Flying high with analytics: Helping the Air Force address its pilot shortage

The fascinating history of operations research can trace some of its earliest applications back to the military during World War II. Since then, its role has continued to grow and evolve, and today it is still a vital tool in helping our modern military address some of its most complex challenges, from logistics, to equipment, to personnel, and more.

In this episode, I am joined by Phil Jenkins with the Air Force Institute of Technology to discuss a new study, “An Air Force Pilot Training Recommendation System using Advanced Analytical Methods,” that is slated for publication in the INFORMS Journal on Applied Analytics. We’ll discuss how the application of existing O.R. and analytics methods in novel new ways can help address challenges associated with training U.S. Air Force pilots.

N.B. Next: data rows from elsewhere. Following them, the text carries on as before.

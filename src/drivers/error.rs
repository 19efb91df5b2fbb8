use thiserror::Error;

#[derive(Debug, Error)]
pub enum DaqError {
    #[error("serial port error: {0}")]
    Serial(#[from] serialport::Error),
    #[error("i/o error: {0}")]
    Io(#[from] std::io::Error),
    #[error("failed to render plot: {0}")]
    Plot(String),
}

impl<E: std::error::Error + Send + Sync + 'static> From<plotters::drawing::DrawingAreaErrorKind<E>>
    for DaqError
{
    fn from(value: plotters::drawing::DrawingAreaErrorKind<E>) -> Self {
        DaqError::Plot(format!("{value:?}"))
    }
}

impl From<image::ImageError> for DaqError {
    fn from(value: image::ImageError) -> Self {
        DaqError::Plot(value.to_string())
    }
}
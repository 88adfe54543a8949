//! PCDM Core - Membership and relation graphs for object aggregation
//!
//! This crate provides the node model, the kind registry, the containment
//! and related-object graphs, and the aggregation service that validates
//! node kinds before mutating either graph. Persistence is reached through
//! the [`NodeStore`] trait and lives in other crates.

pub mod config;
pub mod error;
pub mod membership;
pub mod node;
pub mod registry;
pub mod relation;
pub mod service;
pub mod store;

pub use config::{DuplicatePolicy, GraphConfig, ParentPolicy};
pub use error::{Error, GraphError, GraphResult, Result};
pub use membership::{MembershipEdge, MembershipGraph};
pub use node::{Kind, Node, NodeId, NodeModel, TypedNode, COLLECTION_MODEL, FILE_MODEL, OBJECT_MODEL};
pub use registry::TypeRegistry;
pub use relation::{RelationEdge, RelationGraph};
pub use service::{AggregationService, GraphSnapshot};
pub use store::{CascadeReport, DeletionNotifier, NodeStore};
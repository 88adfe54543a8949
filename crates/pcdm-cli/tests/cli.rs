//! End-to-end tests for the pcdm binary

use assert_cmd::Command;
use predicates::prelude::*;
use tempfile::TempDir;

struct Env {
    dir: TempDir,
}

impl Env {
    fn new() -> Self {
        Self {
            dir: TempDir::new().unwrap(),
        }
    }

    fn cmd(&self) -> Command {
        let mut cmd = Command::cargo_bin("pcdm").unwrap();
        cmd.env("PCDM_DATA_DIR", self.dir.path().join("data"))
            .env("PCDM_CONFIG", self.dir.path().join("config.toml"))
            .env_remove("RUST_LOG");
        cmd
    }

    fn add_node(&self, model: &str) -> String {
        let output = self.cmd().args(["node", "add", model]).output().unwrap();
        assert!(output.status.success());
        String::from_utf8(output.stdout).unwrap().trim().to_string()
    }

    fn json(&self, args: &[&str]) -> serde_json::Value {
        let output = self.cmd().args(args).args(["--format", "json"]).output().unwrap();
        assert!(output.status.success(), "{:?} failed", args);
        serde_json::from_slice(&output.stdout).unwrap()
    }
}

fn ids(value: &serde_json::Value) -> Vec<String> {
    value
        .as_array()
        .unwrap()
        .iter()
        .map(|v| v["id"].as_str().unwrap().to_string())
        .collect()
}

#[test]
fn members_persist_between_invocations() {
    let env = Env::new();
    let collection = env.add_node("collection");
    let object = env.add_node("object");
    let file = env.add_node("file");

    env.cmd()
        .args(["member", "add", collection.as_str(), object.as_str()])
        .assert()
        .success()
        .stdout(predicate::str::contains("position 1"));
    env.cmd()
        .args(["member", "add", object.as_str(), file.as_str()])
        .assert()
        .success();

    assert_eq!(ids(&env.json(&["member", "list", collection.as_str()])), vec![object.clone()]);
    assert_eq!(
        ids(&env.json(&["member", "list", object.as_str(), "--kind", "file"])),
        vec![file.clone()]
    );
    assert_eq!(ids(&env.json(&["member", "parents", file.as_str()])), vec![object]);
}

#[test]
fn invalid_membership_fails() {
    let env = Env::new();
    let parent = env.add_node("object");
    let child = env.add_node("object");
    let collection = env.add_node("collection");

    env.cmd().args(["member", "add", parent.as_str(), child.as_str()]).assert().success();
    env.cmd()
        .args(["member", "add", child.as_str(), parent.as_str()])
        .assert()
        .failure()
        .stderr(predicate::str::contains("cycle"));
    env.cmd()
        .args(["member", "add", parent.as_str(), collection.as_str()])
        .assert()
        .failure()
        .stderr(predicate::str::contains("child must be a pcdm object or file"));
    env.cmd()
        .args(["member", "add", parent.as_str(), "not-an-id"])
        .assert()
        .failure()
        .stderr(predicate::str::contains("Invalid node id"));
}

#[test]
fn related_objects_and_cascade() {
    let env = Env::new();
    let collection = env.add_node("collection");
    let o1 = env.add_node("object");
    let o2 = env.add_node("object");
    let o3 = env.add_node("object");

    env.cmd().args(["member", "add", collection.as_str(), o1.as_str()]).assert().success();
    env.cmd().args(["related", "add", o1.as_str(), o2.as_str()]).assert().success();
    env.cmd().args(["related", "add", o1.as_str(), o3.as_str()]).assert().success();
    env.cmd().args(["related", "add", o2.as_str(), o1.as_str()]).assert().success();
    env.cmd()
        .args(["related", "add", o1.as_str(), o1.as_str()])
        .assert()
        .failure()
        .stderr(predicate::str::contains("itself"));
    env.cmd()
        .args(["related", "add", o1.as_str(), collection.as_str()])
        .assert()
        .failure()
        .stderr(predicate::str::contains("related object must be a pcdm object"));

    assert_eq!(ids(&env.json(&["related", "list", o1.as_str()])), vec![o2.clone(), o3]);

    env.cmd()
        .args(["node", "delete", o1.as_str()])
        .assert()
        .success()
        .stdout(predicate::str::contains("4 links removed"));

    assert!(ids(&env.json(&["member", "list", collection.as_str()])).is_empty());
    assert!(ids(&env.json(&["related", "list", o2.as_str()])).is_empty());
}

#[test]
fn foreign_models_are_listed_as_other() {
    let env = Env::new();
    let foreign = env.add_node("af:Base");
    let object = env.add_node("object");

    assert_eq!(ids(&env.json(&["node", "list", "--kind", "other"])), vec![foreign.clone()]);
    env.cmd()
        .args(["member", "add", object.as_str(), foreign.as_str()])
        .assert()
        .failure();
}

#[test]
fn config_policy_applies() {
    let env = Env::new();
    env.cmd()
        .args(["config", "set", "parent_policy", "single"])
        .assert()
        .success();
    env.cmd()
        .args(["config", "get", "parent_policy"])
        .assert()
        .success()
        .stdout(predicate::str::contains("single"));

    let first = env.add_node("collection");
    let second = env.add_node("collection");
    let object = env.add_node("object");

    env.cmd().args(["member", "add", first.as_str(), object.as_str()]).assert().success();
    env.cmd()
        .args(["member", "add", second.as_str(), object.as_str()])
        .assert()
        .failure()
        .stderr(predicate::str::contains("already a member"));
}

#[test]
fn switching_to_single_parent_keeps_existing_members() {
    let env = Env::new();
    let first = env.add_node("collection");
    let second = env.add_node("collection");
    let third = env.add_node("collection");
    let object = env.add_node("object");

    env.cmd().args(["member", "add", first.as_str(), object.as_str()]).assert().success();
    env.cmd().args(["member", "add", second.as_str(), object.as_str()]).assert().success();
    env.cmd()
        .args(["config", "set", "parent_policy", "single"])
        .assert()
        .success();

    let mut parents = ids(&env.json(&["member", "parents", object.as_str()]));
    parents.sort();
    let mut expected = vec![first.clone(), second];
    expected.sort();
    assert_eq!(parents, expected);
    assert_eq!(ids(&env.json(&["member", "list", first.as_str()])), vec![object.clone()]);

    env.cmd()
        .args(["member", "add", third.as_str(), object.as_str()])
        .assert()
        .failure()
        .stderr(predicate::str::contains("already a member"));
    env.cmd()
        .args(["member", "remove", first.as_str(), object.as_str()])
        .assert()
        .success();
}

The optimization world has this No Free Lunch theorem concept in which no single algorithm is going to be the best on all types of problems. The same thing holds in just about any application and in particular recommender systems. In our case, we borrowed from machine learning, decision analysis, and heuristic search. The end result is a nice concept that is being examined for implementation in the actual Pilot Training Next program.

Interviewed this episode:

Phil Jenkins

U.S. Air Force Institute of Technology

Major Phillip R. Jenkins is an Assistant Professor of Operations Research in the Department of Operational Sciences, Air Force Institute of Technology (AFIT).  He holds a bachelor’s degree in Mathematics from Ohio University as well as a master’s and a doctoral degree in Operations Research from AFIT.  He commissioned through the Air Force Reserve Officer Training Corps in 2012 as an Operations Research Analyst.  Prior to obtaining his graduate degrees from AFIT, Major Jenkins was assigned to Air Force Global Strike Command A9 where he served as a Long Range Systems Strike Analyst and as the Chief of Force Structure Assessments from January 2013 to July 2015.